= TASK DESCRIPTION =
In the entries below, find the line containing "let event_logger = tokio::spawn(async", then copy it and every later line exactly, ending with the last line.

------ THE INPUT

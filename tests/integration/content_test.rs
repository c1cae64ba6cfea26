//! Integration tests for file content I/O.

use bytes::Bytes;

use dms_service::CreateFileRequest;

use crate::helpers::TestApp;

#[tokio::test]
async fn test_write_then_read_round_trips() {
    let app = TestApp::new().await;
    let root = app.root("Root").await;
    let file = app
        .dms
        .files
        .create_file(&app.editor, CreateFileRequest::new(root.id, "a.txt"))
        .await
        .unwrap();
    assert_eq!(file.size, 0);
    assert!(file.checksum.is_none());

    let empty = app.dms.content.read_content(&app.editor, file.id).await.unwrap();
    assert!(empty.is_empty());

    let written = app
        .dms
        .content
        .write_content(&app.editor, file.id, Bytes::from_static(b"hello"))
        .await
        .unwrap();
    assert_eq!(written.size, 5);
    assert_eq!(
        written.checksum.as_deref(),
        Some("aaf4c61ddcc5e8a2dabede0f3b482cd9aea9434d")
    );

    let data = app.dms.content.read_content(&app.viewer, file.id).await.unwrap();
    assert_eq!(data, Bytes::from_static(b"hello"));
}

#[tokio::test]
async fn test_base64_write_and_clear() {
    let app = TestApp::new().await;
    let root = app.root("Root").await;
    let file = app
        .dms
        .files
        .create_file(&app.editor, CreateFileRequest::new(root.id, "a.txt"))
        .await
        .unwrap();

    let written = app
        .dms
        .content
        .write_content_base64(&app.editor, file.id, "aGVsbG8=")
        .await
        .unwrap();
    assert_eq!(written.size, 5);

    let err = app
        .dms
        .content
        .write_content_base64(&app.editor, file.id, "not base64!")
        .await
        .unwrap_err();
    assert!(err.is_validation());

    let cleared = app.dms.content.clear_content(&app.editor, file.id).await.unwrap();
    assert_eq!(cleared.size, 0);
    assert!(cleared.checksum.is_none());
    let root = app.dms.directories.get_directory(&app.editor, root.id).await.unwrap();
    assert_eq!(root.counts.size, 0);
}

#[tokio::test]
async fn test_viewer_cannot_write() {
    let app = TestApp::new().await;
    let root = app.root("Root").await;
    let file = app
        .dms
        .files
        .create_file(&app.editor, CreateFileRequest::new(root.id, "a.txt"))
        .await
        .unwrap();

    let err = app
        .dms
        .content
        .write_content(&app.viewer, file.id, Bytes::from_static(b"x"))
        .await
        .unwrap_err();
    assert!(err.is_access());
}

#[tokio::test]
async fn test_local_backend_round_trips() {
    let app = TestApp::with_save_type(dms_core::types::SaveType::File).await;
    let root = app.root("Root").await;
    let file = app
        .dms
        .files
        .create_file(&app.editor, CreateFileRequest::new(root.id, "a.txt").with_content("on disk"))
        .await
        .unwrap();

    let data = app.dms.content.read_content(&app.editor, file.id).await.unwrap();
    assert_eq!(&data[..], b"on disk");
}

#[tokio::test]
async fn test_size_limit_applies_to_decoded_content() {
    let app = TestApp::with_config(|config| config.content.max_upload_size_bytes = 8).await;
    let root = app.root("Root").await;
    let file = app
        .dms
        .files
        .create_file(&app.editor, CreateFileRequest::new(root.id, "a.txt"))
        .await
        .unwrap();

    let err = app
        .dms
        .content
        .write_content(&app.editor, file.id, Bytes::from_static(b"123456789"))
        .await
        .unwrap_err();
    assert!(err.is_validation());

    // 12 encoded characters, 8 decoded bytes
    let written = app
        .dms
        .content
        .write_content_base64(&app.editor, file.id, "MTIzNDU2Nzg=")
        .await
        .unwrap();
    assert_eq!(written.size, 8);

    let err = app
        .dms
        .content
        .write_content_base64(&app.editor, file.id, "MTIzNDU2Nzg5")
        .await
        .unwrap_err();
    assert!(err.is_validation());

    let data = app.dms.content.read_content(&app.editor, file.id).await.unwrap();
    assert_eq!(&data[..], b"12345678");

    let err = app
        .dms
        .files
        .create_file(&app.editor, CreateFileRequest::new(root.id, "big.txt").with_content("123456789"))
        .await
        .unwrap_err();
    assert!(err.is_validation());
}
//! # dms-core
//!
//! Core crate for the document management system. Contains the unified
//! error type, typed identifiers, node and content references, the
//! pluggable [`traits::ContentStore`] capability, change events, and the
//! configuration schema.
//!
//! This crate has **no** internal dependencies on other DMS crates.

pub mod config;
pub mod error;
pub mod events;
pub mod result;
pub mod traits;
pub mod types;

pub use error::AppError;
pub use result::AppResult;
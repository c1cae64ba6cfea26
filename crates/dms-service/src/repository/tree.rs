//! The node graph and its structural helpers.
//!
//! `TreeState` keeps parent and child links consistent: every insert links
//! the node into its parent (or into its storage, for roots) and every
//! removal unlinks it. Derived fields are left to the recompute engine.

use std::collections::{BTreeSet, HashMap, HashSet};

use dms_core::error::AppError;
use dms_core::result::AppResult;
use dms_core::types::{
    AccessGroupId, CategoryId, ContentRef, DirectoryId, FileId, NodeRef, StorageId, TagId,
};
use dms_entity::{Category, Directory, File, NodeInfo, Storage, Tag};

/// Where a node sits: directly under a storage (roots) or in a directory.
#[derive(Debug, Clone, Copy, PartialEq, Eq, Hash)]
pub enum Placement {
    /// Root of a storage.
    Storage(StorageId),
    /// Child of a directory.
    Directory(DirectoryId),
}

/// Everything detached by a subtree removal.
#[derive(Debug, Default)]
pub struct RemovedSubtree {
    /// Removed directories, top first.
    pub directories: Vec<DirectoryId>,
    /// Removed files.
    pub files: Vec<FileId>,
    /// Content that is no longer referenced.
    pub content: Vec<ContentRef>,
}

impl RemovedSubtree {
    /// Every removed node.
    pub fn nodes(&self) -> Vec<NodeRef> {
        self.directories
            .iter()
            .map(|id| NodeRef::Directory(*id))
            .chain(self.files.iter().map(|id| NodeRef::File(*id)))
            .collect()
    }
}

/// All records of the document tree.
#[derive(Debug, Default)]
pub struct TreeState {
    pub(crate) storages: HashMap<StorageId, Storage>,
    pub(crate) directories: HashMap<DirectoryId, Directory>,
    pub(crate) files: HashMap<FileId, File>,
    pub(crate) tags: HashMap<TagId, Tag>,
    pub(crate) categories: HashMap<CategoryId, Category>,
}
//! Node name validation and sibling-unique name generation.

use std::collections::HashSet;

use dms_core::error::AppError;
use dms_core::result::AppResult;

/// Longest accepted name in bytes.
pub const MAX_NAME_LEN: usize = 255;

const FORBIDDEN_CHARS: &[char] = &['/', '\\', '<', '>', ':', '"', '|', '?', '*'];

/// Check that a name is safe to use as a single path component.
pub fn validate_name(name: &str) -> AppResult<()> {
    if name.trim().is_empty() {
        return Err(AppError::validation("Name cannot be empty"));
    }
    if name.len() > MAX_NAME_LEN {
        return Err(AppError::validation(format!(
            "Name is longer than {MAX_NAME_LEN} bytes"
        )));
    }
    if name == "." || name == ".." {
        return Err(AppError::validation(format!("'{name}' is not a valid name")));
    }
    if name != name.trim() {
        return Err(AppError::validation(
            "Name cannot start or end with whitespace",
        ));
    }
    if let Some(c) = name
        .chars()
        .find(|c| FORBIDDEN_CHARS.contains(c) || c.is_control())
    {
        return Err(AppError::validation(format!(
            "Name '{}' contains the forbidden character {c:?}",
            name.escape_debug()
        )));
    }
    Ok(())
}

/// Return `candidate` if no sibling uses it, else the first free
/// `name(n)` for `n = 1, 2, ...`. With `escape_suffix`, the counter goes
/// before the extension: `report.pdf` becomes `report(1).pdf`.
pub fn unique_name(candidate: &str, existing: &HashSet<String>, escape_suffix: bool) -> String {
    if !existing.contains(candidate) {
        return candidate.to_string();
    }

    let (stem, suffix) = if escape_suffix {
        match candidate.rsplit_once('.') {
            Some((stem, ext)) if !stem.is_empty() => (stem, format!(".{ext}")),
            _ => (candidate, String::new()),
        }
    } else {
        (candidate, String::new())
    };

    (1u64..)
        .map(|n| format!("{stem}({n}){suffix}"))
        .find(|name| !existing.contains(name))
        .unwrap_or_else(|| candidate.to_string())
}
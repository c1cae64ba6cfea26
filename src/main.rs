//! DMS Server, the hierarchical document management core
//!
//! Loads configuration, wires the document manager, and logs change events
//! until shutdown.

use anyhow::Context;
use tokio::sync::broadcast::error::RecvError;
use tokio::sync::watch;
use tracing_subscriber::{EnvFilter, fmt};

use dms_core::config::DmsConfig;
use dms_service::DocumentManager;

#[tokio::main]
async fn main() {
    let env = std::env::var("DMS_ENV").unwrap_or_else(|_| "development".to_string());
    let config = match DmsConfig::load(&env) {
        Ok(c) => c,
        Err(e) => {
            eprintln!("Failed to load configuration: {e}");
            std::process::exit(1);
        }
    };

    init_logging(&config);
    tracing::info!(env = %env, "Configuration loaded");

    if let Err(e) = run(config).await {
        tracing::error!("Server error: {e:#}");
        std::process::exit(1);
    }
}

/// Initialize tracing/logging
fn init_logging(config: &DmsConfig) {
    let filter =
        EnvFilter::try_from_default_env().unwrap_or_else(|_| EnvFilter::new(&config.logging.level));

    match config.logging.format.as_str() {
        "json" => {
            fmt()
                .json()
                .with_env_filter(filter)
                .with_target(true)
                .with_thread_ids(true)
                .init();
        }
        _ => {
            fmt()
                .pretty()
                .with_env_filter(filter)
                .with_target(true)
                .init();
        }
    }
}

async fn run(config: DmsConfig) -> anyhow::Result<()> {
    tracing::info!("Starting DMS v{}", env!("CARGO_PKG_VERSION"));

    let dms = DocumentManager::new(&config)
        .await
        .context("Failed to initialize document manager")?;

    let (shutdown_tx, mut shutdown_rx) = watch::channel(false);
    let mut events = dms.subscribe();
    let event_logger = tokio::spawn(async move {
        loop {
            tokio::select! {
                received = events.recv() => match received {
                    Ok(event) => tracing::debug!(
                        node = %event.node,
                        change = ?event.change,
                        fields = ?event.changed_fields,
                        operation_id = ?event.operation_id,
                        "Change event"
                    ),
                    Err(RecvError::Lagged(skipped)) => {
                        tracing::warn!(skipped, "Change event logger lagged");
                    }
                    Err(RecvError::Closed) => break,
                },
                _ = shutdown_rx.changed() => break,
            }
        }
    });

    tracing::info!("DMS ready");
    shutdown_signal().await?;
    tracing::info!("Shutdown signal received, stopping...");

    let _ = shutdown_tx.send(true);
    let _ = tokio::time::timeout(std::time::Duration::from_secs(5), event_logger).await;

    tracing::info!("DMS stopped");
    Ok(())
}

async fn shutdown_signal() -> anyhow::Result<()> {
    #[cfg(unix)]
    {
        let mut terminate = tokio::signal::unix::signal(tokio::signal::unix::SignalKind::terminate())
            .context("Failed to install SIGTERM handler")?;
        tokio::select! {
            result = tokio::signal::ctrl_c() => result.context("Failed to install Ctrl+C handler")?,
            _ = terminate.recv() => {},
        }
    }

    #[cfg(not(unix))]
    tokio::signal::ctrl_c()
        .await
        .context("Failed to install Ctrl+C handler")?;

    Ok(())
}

------------

= SOLVED EXERCISE =
    let event_logger = tokio::spawn(async move {
        loop {
            tokio::select! {
                received = events.recv() => match received {
                    Ok(event) => tracing::debug!(
                        node = %event.node,
                        change = ?event.change,
                        fields = ?event.changed_fields,
                        operation_id = ?event.operation_id,
                        "Change event"
                    ),
                    Err(RecvError::Lagged(skipped)) => {
                        tracing::warn!(skipped, "Change event logger lagged");
                    }
                    Err(RecvError::Closed) => break,
                },
                _ = shutdown_rx.changed() => break,
            }
        }
    });

    tracing::info!("DMS ready");
    shutdown_signal().await?;
    tracing::info!("Shutdown signal received, stopping...");

    let _ = shutdown_tx.send(true);
    let _ = tokio::time::timeout(std::time::Duration::from_secs(5), event_logger).await;

    tracing::info!("DMS stopped");
    Ok(())
}

async fn shutdown_signal() -> anyhow::Result<()> {
    #[cfg(unix)]
    {
        let mut terminate = tokio::signal::unix::signal(tokio::signal::unix::SignalKind::terminate())
            .context("Failed to install SIGTERM handler")?;
        tokio::select! {
            result = tokio::signal::ctrl_c() => result.context("Failed to install Ctrl+C handler")?,
            _ = terminate.recv() => {},
        }
    }

    #[cfg(not(unix))]
    tokio::signal::ctrl_c()
        .await
        .context("Failed to install Ctrl+C handler")?;

    Ok(())
}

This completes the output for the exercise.